(Recorded data)
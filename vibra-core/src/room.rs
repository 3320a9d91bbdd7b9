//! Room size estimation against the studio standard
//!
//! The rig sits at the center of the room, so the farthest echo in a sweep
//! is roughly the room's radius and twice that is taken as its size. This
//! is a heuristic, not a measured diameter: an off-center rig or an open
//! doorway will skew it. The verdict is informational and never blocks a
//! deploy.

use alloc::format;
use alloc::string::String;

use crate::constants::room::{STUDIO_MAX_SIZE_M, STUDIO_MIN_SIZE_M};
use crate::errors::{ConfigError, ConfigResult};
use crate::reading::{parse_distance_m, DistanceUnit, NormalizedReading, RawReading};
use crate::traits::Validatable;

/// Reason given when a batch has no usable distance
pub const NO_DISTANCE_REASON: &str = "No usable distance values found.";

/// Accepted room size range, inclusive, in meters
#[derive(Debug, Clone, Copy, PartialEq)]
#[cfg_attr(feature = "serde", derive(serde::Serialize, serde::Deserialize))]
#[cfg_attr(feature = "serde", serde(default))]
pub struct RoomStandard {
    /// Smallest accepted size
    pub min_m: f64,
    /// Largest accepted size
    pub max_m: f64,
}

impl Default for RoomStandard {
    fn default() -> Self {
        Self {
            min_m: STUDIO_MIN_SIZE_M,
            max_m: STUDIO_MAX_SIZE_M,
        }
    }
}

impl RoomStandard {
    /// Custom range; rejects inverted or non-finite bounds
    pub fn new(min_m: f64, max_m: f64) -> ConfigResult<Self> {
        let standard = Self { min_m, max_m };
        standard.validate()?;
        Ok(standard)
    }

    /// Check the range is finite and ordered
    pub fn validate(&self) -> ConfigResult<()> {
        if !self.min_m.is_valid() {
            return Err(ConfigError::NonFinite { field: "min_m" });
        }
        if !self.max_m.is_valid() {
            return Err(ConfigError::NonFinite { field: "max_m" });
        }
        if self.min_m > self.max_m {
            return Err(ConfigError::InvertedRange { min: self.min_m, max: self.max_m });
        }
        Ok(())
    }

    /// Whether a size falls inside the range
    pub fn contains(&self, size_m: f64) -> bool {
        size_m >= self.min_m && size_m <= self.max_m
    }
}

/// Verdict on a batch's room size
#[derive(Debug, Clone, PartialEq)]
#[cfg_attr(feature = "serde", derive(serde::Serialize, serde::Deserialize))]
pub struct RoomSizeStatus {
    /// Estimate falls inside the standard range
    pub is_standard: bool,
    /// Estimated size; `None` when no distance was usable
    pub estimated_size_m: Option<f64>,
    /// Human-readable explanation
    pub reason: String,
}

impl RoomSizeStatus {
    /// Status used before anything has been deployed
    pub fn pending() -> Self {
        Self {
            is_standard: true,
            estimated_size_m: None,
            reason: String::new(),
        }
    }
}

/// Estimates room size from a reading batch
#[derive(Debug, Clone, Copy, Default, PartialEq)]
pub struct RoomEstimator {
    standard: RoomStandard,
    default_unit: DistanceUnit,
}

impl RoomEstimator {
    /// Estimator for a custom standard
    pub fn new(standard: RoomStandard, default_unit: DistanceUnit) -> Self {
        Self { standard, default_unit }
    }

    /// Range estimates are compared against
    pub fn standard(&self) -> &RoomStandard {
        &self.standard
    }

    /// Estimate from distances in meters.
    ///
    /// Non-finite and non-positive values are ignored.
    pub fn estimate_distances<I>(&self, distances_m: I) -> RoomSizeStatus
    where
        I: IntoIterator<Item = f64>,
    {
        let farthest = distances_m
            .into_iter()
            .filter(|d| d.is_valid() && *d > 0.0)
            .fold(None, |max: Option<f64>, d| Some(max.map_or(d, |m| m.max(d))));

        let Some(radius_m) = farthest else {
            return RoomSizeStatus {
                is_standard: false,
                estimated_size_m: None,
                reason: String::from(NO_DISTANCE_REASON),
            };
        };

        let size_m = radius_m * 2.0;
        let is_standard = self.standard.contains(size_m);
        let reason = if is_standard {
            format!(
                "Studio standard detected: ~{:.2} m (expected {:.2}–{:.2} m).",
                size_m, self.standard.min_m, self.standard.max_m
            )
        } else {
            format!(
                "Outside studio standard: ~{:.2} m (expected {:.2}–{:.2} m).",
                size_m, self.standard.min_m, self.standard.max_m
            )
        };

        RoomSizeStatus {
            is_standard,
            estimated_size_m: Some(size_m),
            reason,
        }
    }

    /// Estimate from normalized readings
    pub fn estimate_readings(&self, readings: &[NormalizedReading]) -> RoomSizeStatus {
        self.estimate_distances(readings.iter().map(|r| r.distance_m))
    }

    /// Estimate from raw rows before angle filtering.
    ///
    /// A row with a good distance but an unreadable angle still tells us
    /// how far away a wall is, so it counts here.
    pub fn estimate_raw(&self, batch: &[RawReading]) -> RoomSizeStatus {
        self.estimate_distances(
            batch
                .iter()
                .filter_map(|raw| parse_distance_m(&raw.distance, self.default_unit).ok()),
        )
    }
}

- [Work instructions]: Give back each record above exactly as written.

- [Task result]:
filename vibra-core/src/room.rs
repository 3320a9d91bbdd7b9
//! Room size estimation against the studio standard
//!
//! The rig sits at the center of the room, so the farthest echo in a sweep
//! is roughly the room's radius and twice that is taken as its size. This
//! is a heuristic, not a measured diameter: an off-center rig or an open
//! doorway will skew it. The verdict is informational and never blocks a
//! deploy.

use alloc::format;
use alloc::string::String;

use crate::constants::room::{STUDIO_MAX_SIZE_M, STUDIO_MIN_SIZE_M};
use crate::errors::{ConfigError, ConfigResult};
use crate::reading::{parse_distance_m, DistanceUnit, NormalizedReading, RawReading};
use crate::traits::Validatable;

/// Reason given when a batch has no usable distance
pub const NO_DISTANCE_REASON: &str = "No usable distance values found.";

/// Accepted room size range, inclusive, in meters
#[derive(Debug, Clone, Copy, PartialEq)]
#[cfg_attr(feature = "serde", derive(serde::Serialize, serde::Deserialize))]
#[cfg_attr(feature = "serde", serde(default))]
pub struct RoomStandard {
    /// Smallest accepted size
    pub min_m: f64,
    /// Largest accepted size
    pub max_m: f64,
}

impl Default for RoomStandard {
    fn default() -> Self {
        Self {
            min_m: STUDIO_MIN_SIZE_M,
            max_m: STUDIO_MAX_SIZE_M,
        }
    }
}

impl RoomStandard {
    /// Custom range; rejects inverted or non-finite bounds
    pub fn new(min_m: f64, max_m: f64) -> ConfigResult<Self> {
        let standard = Self { min_m, max_m };
        standard.validate()?;
        Ok(standard)
    }

    /// Check the range is finite and ordered
    pub fn validate(&self) -> ConfigResult<()> {
        if !self.min_m.is_valid() {
            return Err(ConfigError::NonFinite { field: "min_m" });
        }
        if !self.max_m.is_valid() {
            return Err(ConfigError::NonFinite { field: "max_m" });
        }
        if self.min_m > self.max_m {
            return Err(ConfigError::InvertedRange { min: self.min_m, max: self.max_m });
        }
        Ok(())
    }

    /// Whether a size falls inside the range
    pub fn contains(&self, size_m: f64) -> bool {
        size_m >= self.min_m && size_m <= self.max_m
    }
}

/// Verdict on a batch's room size
#[derive(Debug, Clone, PartialEq)]
#[cfg_attr(feature = "serde", derive(serde::Serialize, serde::Deserialize))]
pub struct RoomSizeStatus {
    /// Estimate falls inside the standard range
    pub is_standard: bool,
    /// Estimated size; `None` when no distance was usable
    pub estimated_size_m: Option<f64>,
    /// Human-readable explanation
    pub reason: String,
}

impl RoomSizeStatus {
    /// Status used before anything has been deployed
    pub fn pending() -> Self {
        Self {
            is_standard: true,
            estimated_size_m: None,
            reason: String::new(),
        }
    }
}

/// Estimates room size from a reading batch
#[derive(Debug, Clone, Copy, Default, PartialEq)]
pub struct RoomEstimator {
    standard: RoomStandard,
    default_unit: DistanceUnit,
}

impl RoomEstimator {
    /// Estimator for a custom standard
    pub fn new(standard: RoomStandard, default_unit: DistanceUnit) -> Self {
        Self { standard, default_unit }
    }

    /// Range estimates are compared against
    pub fn standard(&self) -> &RoomStandard {
        &self.standard
    }

    /// Estimate from distances in meters.
    ///
    /// Non-finite and non-positive values are ignored.
    pub fn estimate_distances<I>(&self, distances_m: I) -> RoomSizeStatus
    where
        I: IntoIterator<Item = f64>,
    {
        let farthest = distances_m
            .into_iter()
            .filter(|d| d.is_valid() && *d > 0.0)
            .fold(None, |max: Option<f64>, d| Some(max.map_or(d, |m| m.max(d))));

        let Some(radius_m) = farthest else {
            return RoomSizeStatus {
                is_standard: false,
                estimated_size_m: None,
                reason: String::from(NO_DISTANCE_REASON),
            };
        };

        let size_m = radius_m * 2.0;
        let is_standard = self.standard.contains(size_m);
        let reason = if is_standard {
            format!(
                "Studio standard detected: ~{:.2} m (expected {:.2}–{:.2} m).",
                size_m, self.standard.min_m, self.standard.max_m
            )
        } else {
            format!(
                "Outside studio standard: ~{:.2} m (expected {:.2}–{:.2} m).",
                size_m, self.standard.min_m, self.standard.max_m
            )
        };

        RoomSizeStatus {
            is_standard,
            estimated_size_m: Some(size_m),
            reason,
        }
    }

    /// Estimate from normalized readings
    pub fn estimate_readings(&self, readings: &[NormalizedReading]) -> RoomSizeStatus {
        self.estimate_distances(readings.iter().map(|r| r.distance_m))
    }

    /// Estimate from raw rows before angle filtering.
    ///
    /// A row with a good distance but an unreadable angle still tells us
    /// how far away a wall is, so it counts here.
    pub fn estimate_raw(&self, batch: &[RawReading]) -> RoomSizeStatus {
        self.estimate_distances(
            batch
                .iter()
                .filter_map(|raw| parse_distance_m(&raw.distance, self.default_unit).ok()),
        )
    }
}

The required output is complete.